Additionally, when two groups are compared (e.g. treatment and control groups), SD helps in visualizing the effect size, which is an index of how much difference is there between two groups.[12] Effect size gives an idea of magnitude of difference to help differentiate between statistical significance and practical importance. Effect size is determined by calculating the difference between the means divided by the pooled or average standard deviation from two groups. Generally, effect size of 0.8 or more is considered as a large effect and indicates that the means of two groups are separated by 0.8SD; effect size of 0.5 and 0.2, are considered as moderate or small respectively and indicate that the means of the two groups are separated by 0.5 and 0.2SD.[12] However, same can’t be interpreted with SEM. More importantly, SEMs do not provide direct visual impression of the effect size, if number of subjects differs between groups.

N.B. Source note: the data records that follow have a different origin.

use std::sync::Arc;

use axum::{
    extract::rejection::{FormRejection, JsonRejection},
    extract::{Form, Path, State},
    http::{header, HeaderMap, StatusCode},
    response::{IntoResponse, Redirect, Response},
    routing::{get, post},
    Json, Router,
};
use serde_json::json;
use tracing::warn;

use crate::i18n::messages::Messages;
use crate::i18n::Locale;

use super::domain::EnquiryDraft;
use super::pages;
use super::service::{SubmissionError, SubmissionGate};
use super::store::{BookingStore, SessionId};
use super::validation::EnquirySchema;

const SESSION_COOKIE: &str = "sid";

/// Shared state for the site: the session-scoped store and the submission
/// gate.
pub struct SiteState<S, G> {
    pub store: Arc<S>,
    pub gate: Arc<G>,
}

/// Router builder exposing the whole booking surface: landing page,
/// locale-prefixed form and confirmation pages, and the JSON endpoint.
pub fn booking_router<S, G>(state: Arc<SiteState<S, G>>) -> Router
where
    S: BookingStore + 'static,
    G: SubmissionGate + 'static,
{
    Router::new()
        .route("/", get(landing_handler))
        .route("/api/bookings", post(api_submit_handler::<S, G>))
        .route(
            "/:locale",
            get(form_page_handler).post(form_submit_handler::<S, G>),
        )
        .route("/:locale/success", get(success_page_handler::<S, G>))
        .with_state(state)
}

pub(crate) async fn landing_handler() -> Response {
    pages::landing_page().into_response()
}

pub(crate) async fn form_page_handler(
    Path(locale): Path<String>,
    headers: HeaderMap,
) -> Response {
    let Some(locale) = Locale::from_code(&locale) else {
        return not_found_response();
    };

    let page = pages::form_page(locale, &EnquiryDraft::default(), None, None);
    match session_from_headers(&headers) {
        Some(_) => page.into_response(),
        None => {
            let cookie = session_cookie(&SessionId::new());
            ([(header::SET_COOKIE, cookie)], page).into_response()
        }
    }
}

pub(crate) async fn form_submit_handler<S, G>(
    State(state): State<Arc<SiteState<S, G>>>,
    Path(locale): Path<String>,
    headers: HeaderMap,
    payload: Result<Form<EnquiryDraft>, FormRejection>,
) -> Response
where
    S: BookingStore + 'static,
    G: SubmissionGate + 'static,
{
    let Some(locale) = Locale::from_code(&locale) else {
        return not_found_response();
    };

    let draft = match payload {
        Ok(Form(draft)) => draft,
        Err(rejection) => {
            warn!(error = %rejection, "malformed booking form post");
            return rejection.into_response();
        }
    };

    let schema = EnquirySchema::for_locale(locale);
    if let Err(errors) = schema.validate(&draft) {
        return pages::form_page(locale, &draft, Some(&errors), None).into_response();
    }

    match state.gate.submit(&draft) {
        Ok(receipt) => {
            let (session, issued) = match session_from_headers(&headers) {
                Some(session) => (session, false),
                None => (SessionId::new(), true),
            };
            state.store.put(session, receipt.enquiry);

            let redirect = Redirect::to(&format!("/{}/success", locale.code()));
            if issued {
                ([(header::SET_COOKIE, session_cookie(&session))], redirect).into_response()
            } else {
                redirect.into_response()
            }
        }
        Err(err) => {
            warn!(error = %err, "group booking submission failed");
            let failed = Messages::for_locale(locale).submission_failed;
            pages::form_page(locale, &draft, None, Some(failed)).into_response()
        }
    }
}

pub(crate) async fn success_page_handler<S, G>(
    State(state): State<Arc<SiteState<S, G>>>,
    Path(locale): Path<String>,
    headers: HeaderMap,
) -> Response
where
    S: BookingStore + 'static,
    G: SubmissionGate + 'static,
{
    let Some(locale) = Locale::from_code(&locale) else {
        return not_found_response();
    };

    let enquiry =
        session_from_headers(&headers).and_then(|session| state.store.get(&session));
    pages::success_page(locale, enquiry.as_ref()).into_response()
}

pub(crate) async fn api_submit_handler<S, G>(
    State(state): State<Arc<SiteState<S, G>>>,
    payload: Result<Json<EnquiryDraft>, JsonRejection>,
) -> Response
where
    S: BookingStore + 'static,
    G: SubmissionGate + 'static,
{
    let draft = match payload {
        Ok(Json(draft)) => draft,
        Err(rejection) => {
            warn!(error = %rejection, "malformed booking payload");
            let payload = json!({ "error": "Invalid form data" });
            return (StatusCode::BAD_REQUEST, Json(payload)).into_response();
        }
    };

    match state.gate.submit(&draft) {
        Ok(receipt) => {
            let payload = json!({ "success": true, "enquiry": receipt.enquiry });
            (StatusCode::OK, Json(payload)).into_response()
        }
        Err(SubmissionError::Rejected(errors)) => {
            let payload = json!({ "error": "Invalid form data", "fields": errors });
            (StatusCode::BAD_REQUEST, Json(payload)).into_response()
        }
        Err(other) => {
            let payload = json!({ "error": other.to_string() });
            (StatusCode::INTERNAL_SERVER_ERROR, Json(payload)).into_response()
        }
    }
}

fn not_found_response() -> Response {
    (StatusCode::NOT_FOUND, pages::not_found_page()).into_response()
}

fn session_from_headers(headers: &HeaderMap) -> Option<SessionId> {
    let raw = headers.get(header::COOKIE)?.to_str().ok()?;
    raw.split(';').find_map(|pair| {
        let (name, value) = pair.trim().split_once('=')?;
        if name == SESSION_COOKIE {
            SessionId::parse(value)
        } else {
            None
        }
    })
}

fn session_cookie(session: &SessionId) -> String {
    format!("{SESSION_COOKIE}={session}; Path=/; HttpOnly; SameSite=Lax")
}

Exceptionally the SD as an index of variability may be a deceptive one in many experimental situations where biological variable differs grossly from a normal distribution (e.g. distribution of plasma creatinine, growth rate of tumor and plasma concentration of immune or inflammatory mediators). In these cases, because of the skewed distribution, SD will be an inflated measure of variability. In such cases, data can be presented using other measures of variability (e.g. mean absolute deviation and the interquartile range), or can be transformed (common transformations include the logarithmic, inverse, square root, and arc sine transformations).[17]

Some journal editors require their authors to use the SD and not the SEM. There are two reasons for this trend. First, the SEM is a function of the sample size, so it can be made smaller simply by increasing the sample size (n) [Figure 3]. Second, the interval (mean ± 2 SEM) will contain approximately 95% of the means of samples, but will never contain 95% of the observations on individuals; in the latter situation, mean ± 2 SD is needed.[21]

In general, the use of the SEM should be limited to inferential statistics where the author explicitly wants to inform the reader about the precision of the study, and how well the sample truly represents the entire population.[22] In graphs and figures too, use of SD is preferable to the SEM. Further, in every case, standard deviations should preferably be reported in parentheses [i.e., mean (SD)] than using mean ± SD expressions, as the latter specification can be confused with a 95% CI.[17]

CONCLUSION

Proper understanding and use of fundamental statistics, such as SD and SEM and their application will allow more reliable analysis, interpretation, and communication of data to readers. Though, SEM and SD are used interchangeably to express the variability; they measure different parameters. SEM, an inferential parameter, quantifies uncertainty in the estimate of the mean; whereas SD is a descriptive parameter and quantifies the variability. As readers are generally interested in knowing variability within the sample, descriptive data should be precisely summarized with SD. Use of SEM should be limited to compute CI which measures the precision of population estimate.